Aaron Wilson

Personal information
- Nickname: Disco Tech
- Nationality: Australian
- Born: 24 November 1991 (age 34) St Arnaud, Victoria

Sport
- Sport: Lawn bowls
- Club: Cabramatta Bowls Club

Achievements and titles
- Highest world ranking: 6 (June 2024)

Medal record
Men's lawn bowls
Representing Australia
World Outdoor Championships
| Gold medal – first place | 2016 Christchurch | Pairs |
| Silver medal – second place | 2016 Christchurch | Fours |
| Silver medal – second place | 2016 Christchurch | Team |
| Silver medal – second place | 2023 Gold Coast | pairs |
| Bronze medal – third place | 2023 Gold Coast | singles |
| Gold medal – first place | 2023 Gold Coast | team |
Commonwealth Games
| Gold medal – first place | 2018 Gold Coast | Singles |
| Gold medal – first place | 2022 Birmingham | Singles |

= Aaron Wilson (bowls) =

Australian lawn bowler (born 1991)

Aaron Wilson (born 24 November 1991) is an Australian international lawn bowler. He reached a career high ranking of world number 6 in June 2024.

== Bowls career ==
Wilson won the 2016 World Junior Championships and won the gold medal with bowls partner Brett Wilkie in the pairs at the 2016 World Outdoor Bowls Championship and won a silver medal in the fours. He won the Australian Open singles title in 2013.
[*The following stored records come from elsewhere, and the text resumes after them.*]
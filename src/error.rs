//! Error types for grammar loading and pattern compilation.
//!
//! Only configuration problems are errors. Unsupported languages, oversized
//! documents and documents without a cached tree are reported through
//! `Option`/empty results by the caller-facing APIs instead.

use std::path::PathBuf;

use thiserror::Error;

/// Errors surfaced by the syntax layer.
#[derive(Debug, Error)]
#[must_use = "errors must not be silently ignored"]
pub enum SyntaxError {
    /// The grammar artifact for a language could not be found or opened.
    #[error("failed to load {language} grammar from {location}: {reason}")]
    GrammarLoad {
        language: String,
        location: String,
        reason: String,
    },

    /// The grammar was loaded but its ABI is not supported by the linked tree-sitter.
    #[error("incompatible {language} grammar: {source}")]
    IncompatibleGrammar {
        language: String,
        #[source]
        source: tree_sitter::LanguageError,
    },

    /// A static pattern source failed to compile against its grammar.
    #[error("failed to compile {purpose} patterns for {language}: {source}")]
    PatternCompile {
        language: String,
        purpose: String,
        #[source]
        source: tree_sitter::QueryError,
    },

    /// A pattern file or catalog entry named a purpose that does not exist.
    #[error("unknown pattern purpose `{0}`")]
    UnknownPurpose(String),

    /// Failed to read a pattern fixture directory.
    #[error("failed to read pattern directory {}: {source}", path.display())]
    PatternDirectory {
        path: PathBuf,
        #[source]
        source: std::io::Error,
    },

    /// The parser returned no tree. Only happens with a parser that has no language.
    #[error("parse aborted for {language}")]
    ParseAborted { language: String },
}

pub type Result<T> = std::result::Result<T, SyntaxError>;
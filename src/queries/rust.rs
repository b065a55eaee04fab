use const_format::concatcp;

use super::QueryPurpose;

const LITERAL_VALUE: &str = r#"[
        (string_literal)
        (raw_string_literal)
        (integer_literal)
        (float_literal)
        (boolean_literal)
        (identifier)
    ]"#;

const COMMENTS: &str = r#"
(line_comment) @comment
(block_comment) @comment
"#;

const INTENTS: &str = concatcp!(
    r#"
(function_item
    name: (identifier) @function.name!
    parameters: (parameters ("(") @function.parameters.cursor) @function.parameters
    body: (block ("{") @function.body.cursor) @function.body)

(closure_expression
    body: (block ("{") @function.body.cursor) @function.body)

(struct_item
    name: (type_identifier) @type_declaration.name!
    body: (field_declaration_list ("{") @type_declaration.body.cursor) @type_declaration.body)

(arguments ("(") @arguments.cursor) @arguments

(line_comment) @comment!
(block_comment) @comment!
(use_declaration
    argument: (_) @import.source!)

(arguments
    "#,
    LITERAL_VALUE,
    r#" @argument!)

(parameters) @parameters!
(parameters (_) @parameter!)

(return_expression) @return_statement!
(return_expression
    "#,
    LITERAL_VALUE,
    r#" @return_statement.value!)

(string_literal) @string!
"#
);

const SINGLELINE_TRIGGERS: &str = r#"
(struct_item body: (field_declaration_list ("{") @block_start)) @trigger
(enum_item body: (enum_variant_list ("{") @block_start)) @trigger
"#;

const DOCUMENTABLE_NODES: &str = concatcp!(
    r#"
(function_item
    name: (identifier) @symbol.function) @range.function
(function_signature_item
    name: (identifier) @symbol.function) @range.function
(struct_item
    name: (type_identifier) @symbol.identifier) @range.identifier
(enum_item
    name: (type_identifier) @symbol.identifier) @range.identifier
(trait_item
    name: (type_identifier) @symbol.identifier) @range.identifier
(type_item
    name: (type_identifier) @symbol.identifier) @range.identifier
(const_item
    name: (identifier) @symbol.identifier) @range.identifier
(static_item
    name: (identifier) @symbol.identifier) @range.identifier
"#,
    COMMENTS
);

const GRAPH_CONTEXT_IDENTIFIERS: &str = r#"
(call_expression
    function: (identifier) @identifier)
(call_expression
    function: (field_expression field: (field_identifier) @identifier))
(call_expression
    function: (scoped_identifier name: (identifier) @identifier))
(use_declaration
    argument: (scoped_identifier name: (identifier) @identifier))
(struct_expression
    name: (type_identifier) @identifier)
(field_expression
    field: (field_identifier) @identifier)
"#;

const ENCLOSING_FUNCTION: &str = r#"
(function_item
    name: (identifier) @symbol.function) @range.function
(closure_expression) @range.function
"#;

const IDENTIFIERS: &str = r#"
(identifier) @identifier
(field_identifier) @identifier
(type_identifier) @identifier
"#;

pub(super) const RUST: &[(QueryPurpose, &str)] = &[
    (QueryPurpose::SinglelineTriggers, SINGLELINE_TRIGGERS),
    (QueryPurpose::Intents, INTENTS),
    (QueryPurpose::DocumentableNodes, DOCUMENTABLE_NODES),
    (QueryPurpose::Identifiers, IDENTIFIERS),
    (QueryPurpose::GraphContextIdentifiers, GRAPH_CONTEXT_IDENTIFIERS),
    (QueryPurpose::EnclosingFunction, ENCLOSING_FUNCTION),
];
Wilson was selected as part of the Australian team for the 2018 Commonwealth Games on the Gold Coast in Queensland, where he won a gold medal in the singles. He is currently high performance coach of the Cabramatta Bowling Club in Sydney.

In 2020, he was selected for the 2020 World Outdoor Bowls Championship in Australia but the event was cancelled due to the COVID-19 pandemic. The following year in 2021, he won his second Australian Open singles crown.

In 2022, he competed in the men's singles and the men's pairs at the 2022 Commonwealth Games and won the gold medal in the men's singles. In 2022, he also won his third Australian Open.

In 2023, he won his fourth Australian Open, after a second successive pairs win with Ben Twist and then he was selected as part of the team to represent Australia at the 2023 World Outdoor Bowls Championship. He participated in the men's singles and the men's pairs events. In the pairs with Aaron Teys, they won the silver medal after losing to Ireland in the final and one week later, in the singles he won a bronze medal after reaching the semi final stage, where he lost to Gary Kelly.